Petang harinya, lanjut dia, polisi melayangkan surat penangkapan. Alasan polisi menangkap, karena ditengarai sebagai pelaku kejahatan, yakni penjambretan.
"Sorenya saya disodori surat penangkapan, katanya pelaku penjambretan. Malam harinya saya juga disuruh tanda tangan surat pernyataan, supaya tidak menuntut siapapun atas kondisi Maulana," jelasnya dengan mata berkaca-kaca.
Beberapa hari menjalani perawatan medis, nyawa Maulana tak tertolong. Putra pertama dari tiga bersaudara itu tewas pada hari Minggu 1 Februari 2015. Pihak keluarga tak terima dan meminta autopsi di RSUP Dr Sarjito Yogyakarta.

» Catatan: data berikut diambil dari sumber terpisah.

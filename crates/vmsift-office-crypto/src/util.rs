use crate::error::OfficeCryptoError;

/// Length of the fixed `EncryptionVersionInfo` + flags prefix of an `EncryptionInfo` stream.
pub(crate) const ENCRYPTION_INFO_HEADER_LEN: usize = 8;

/// Parsed fixed-size prefix of an `EncryptionInfo` stream.
#[derive(Debug, Clone, Copy, PartialEq, Eq)]
pub(crate) struct EncryptionInfoHeader {
    pub version_major: u16,
    pub version_minor: u16,
    pub flags: u32,
}

pub(crate) fn parse_encryption_info_header(
    bytes: &[u8],
) -> Result<EncryptionInfoHeader, OfficeCryptoError> {
    let mut r = Reader::new(bytes);
    Ok(EncryptionInfoHeader {
        version_major: r.read_u16_le("EncryptionVersionInfo.major")?,
        version_minor: r.read_u16_le("EncryptionVersionInfo.minor")?,
        flags: r.read_u32_le("EncryptionVersionInfo.flags")?,
    })
}

pub(crate) struct Reader<'a> {
    bytes: &'a [u8],
    pos: usize,
}

impl<'a> Reader<'a> {
    pub(crate) fn new(bytes: &'a [u8]) -> Self {
        Self { bytes, pos: 0 }
    }

    pub(crate) fn take(
        &mut self,
        n: usize,
        context: &'static str,
    ) -> Result<&'a [u8], OfficeCryptoError> {
        let end = self.pos.saturating_add(n);
        if end > self.bytes.len() {
            return Err(OfficeCryptoError::InvalidFormat(format!(
                "truncated data while reading {context}"
            )));
        }
        let out = &self.bytes[self.pos..end];
        self.pos = end;
        Ok(out)
    }

    pub(crate) fn read_u16_le(&mut self, context: &'static str) -> Result<u16, OfficeCryptoError> {
        let b = self.take(2, context)?;
        Ok(u16::from_le_bytes([b[0], b[1]]))
    }

    pub(crate) fn read_u32_le(&mut self, context: &'static str) -> Result<u32, OfficeCryptoError> {
        let b = self.take(4, context)?;
        Ok(u32::from_le_bytes([b[0], b[1], b[2], b[3]]))
    }

    pub(crate) fn read_u64_le(&mut self, context: &'static str) -> Result<u64, OfficeCryptoError> {
        let b = self.take(8, context)?;
        Ok(u64::from_le_bytes([
            b[0], b[1], b[2], b[3], b[4], b[5], b[6], b[7],
        ]))
    }

    /// Everything after the current read position.
    pub(crate) fn remaining(&self) -> &'a [u8] {
        &self.bytes[self.pos..]
    }
}

pub(crate) fn password_to_utf16le_bytes(password: &str) -> Vec<u8> {
    let mut out = Vec::with_capacity(password.len() * 2);
    for unit in password.encode_utf16() {
        out.extend_from_slice(&unit.to_le_bytes());
    }
    out
}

"Autopsi sudah dilakukan, tapi hasilnya belum keluar," jelasnya.
Keluarga ini juga sudah mengadu ke Polda DIY perihal kejanggalan kematian Maulana. Sumardi Harta, ayah Maulana, melapor ke Polda DIY dengan mendapat bukti laporan LP/92/II/DIY/2015/SPKT pada Selasa 3 Februari 2015.
"Saya enggak terima, karena katanya anak saya dibawa (ditangkap) dalam kondisi sehat, tapi pulang sudah tidak bernyawa," imbuh Sumardi.
Keluarga ini mendesak agar oknum yang terlibat diproses hukum sebagaimana mestinya. Mereka juga berharap, agar Kapolda DIY Brigjen Pol Oerip Subagyo mencopot Kapolres Bantul AKBP Surawan yang diduga melindungi anak buahnya yang melakukan penganiayaan hingga tewas.
"Siapapun yang terlibat harus dihukum berat, kalau boleh meminta agar Kapolres Bantul dicopot," pintanya.
Menanggapi laporan keluarga korban, Divisi Pengaduan Masyarakat JPW Baharudin Kamba akan melakukan koordinasi, dan melakukan kroscek. Phaknya juga bakal melayangkan surat kepada Kompolnas, Komnasham, LPSK (Lembaga Perlindungan Saksi Korban), hingga Presiden Joko Widodo, supaya kasus Maulana diungkap tuntas.
"Surat ke LPSK ini sangat penting, untuk melindungi saksi-saksi yang bisa saja nanti mendapat tekanan dari polisi. Kami minta perlindungan saksi pada LPSK nantinya," jelasnya.
JPW, kata dia, akan mengawal kasus ini hingga tuntas. Pihaknya berharap, polisi dapat menyelesaikan kasus ini meski itu melibatkan oknum anggotanya.
"Kami minta polisi tidak bertindak sewenang-wenang. Pemukulan tidak bisa dibenarkan dengan dalih apapun. Kita lihat kasus Reza Gunungkidul itu bagaimana? Tidak tuntas. Jangan sampai ada Maulana lain akibat kecerobohan oknum polisi," bebernya.
Terpisah, Kapolres Bantul AKBP Surawan belum bisa panjang lebar menyampaikan kasus ini. Pihaknya sudah mendengar adanya informasi ini. Hanya saja, pihaknya belum bisa menyimpulkan, karena masih dalam penyelidikan internal.
"Semua petugas yang terlibat masih diperiksa Propam, kita masih dalami kasus Maulana," jelasnya.
Pihaknya juga belum menyimpulkan apakah anggotanya terlibat pemukulan atau tidak. Hanya saja, informasi yang diperoleh Maulana terjatuh dari mobil saat meloncat keluar.
Pihaknya tengah mendalami apakah pemukulan yang diduga melibatkan anggotanya menyebabkan korban meninggal. "Saya belum tahu, kita lihat hasil pemeriksaan dari Provos nanti," jelasnya.